Your assignment:
Please transcribe the data that follows, keeping every line exact.
========================================================================
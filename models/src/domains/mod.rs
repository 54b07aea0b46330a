pub mod games;
pub mod scores;
pub mod users;

pub use games::Game;
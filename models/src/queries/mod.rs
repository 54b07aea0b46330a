pub mod score;
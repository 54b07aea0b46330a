use axum::Router;

pub mod auth;
pub mod game;
pub mod score;

use app::state::AppState;
use auth::create_auth_router;
use game::create_game_router;
use score::create_score_router;

pub fn create_router(state: AppState) -> Router {
    Router::new()
        .nest("/auth", create_auth_router())
        .nest("/games", create_game_router())
        .nest("/scores", create_score_router())
        .with_state(state)
}
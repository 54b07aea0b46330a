use chrono::{DateTime, FixedOffset};
use sea_orm::FromQueryResult;
use serde::{Deserialize, Serialize};
use utoipa::ToSchema;

use crate::domains::scores;

/// One leaderboard row. Rank is the position in the returned list.
#[derive(Serialize, Deserialize, Clone, Debug, PartialEq, Eq, FromQueryResult, ToSchema)]
pub struct LeaderboardEntry {
    pub username: String,
    pub score: i64,
}

#[derive(Serialize, Deserialize, Clone, Debug, PartialEq, Eq, ToSchema)]
pub struct ScoreSchema {
    pub game_name: String,
    pub score: i64,
    pub played_at: DateTime<FixedOffset>,
}

impl From<scores::Model> for ScoreSchema {
    fn from(record: scores::Model) -> Self {
        Self {
            game_name: record.game_name.id(),
            score: record.score,
            played_at: record.played_at,
        }
    }
}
========================================================================
Written answer:
filename models/src/domains/mod.rs
repository 54b07aea0b46330a
pub mod games;
pub mod scores;
pub mod users;

pub use games::Game;
filename models/src/queries/mod.rs
repository 54b07aea0b46330a
pub mod score;
repository 54b07aea0b46330a
use axum::Router;

pub mod auth;
pub mod game;
pub mod score;

use app::state::AppState;
use auth::create_auth_router;
use game::create_game_router;
use score::create_score_router;

pub fn create_router(state: AppState) -> Router {
    Router::new()
        .nest("/auth", create_auth_router())
        .nest("/games", create_game_router())
        .nest("/scores", create_score_router())
        .with_state(state)
}
repository 54b07aea0b46330a
use chrono::{DateTime, FixedOffset};
use sea_orm::FromQueryResult;
use serde::{Deserialize, Serialize};
use utoipa::ToSchema;

use crate::domains::scores;

/// One leaderboard row. Rank is the position in the returned list.
#[derive(Serialize, Deserialize, Clone, Debug, PartialEq, Eq, FromQueryResult, ToSchema)]
pub struct LeaderboardEntry {
    pub username: String,
    pub score: i64,
}

#[derive(Serialize, Deserialize, Clone, Debug, PartialEq, Eq, ToSchema)]
pub struct ScoreSchema {
    pub game_name: String,
    pub score: i64,
    pub played_at: DateTime<FixedOffset>,
}

impl From<scores::Model> for ScoreSchema {
    fn from(record: scores::Model) -> Self {
        Self {
            game_name: record.game_name.id(),
            score: record.score,
            played_at: record.played_at,
        }
    }
}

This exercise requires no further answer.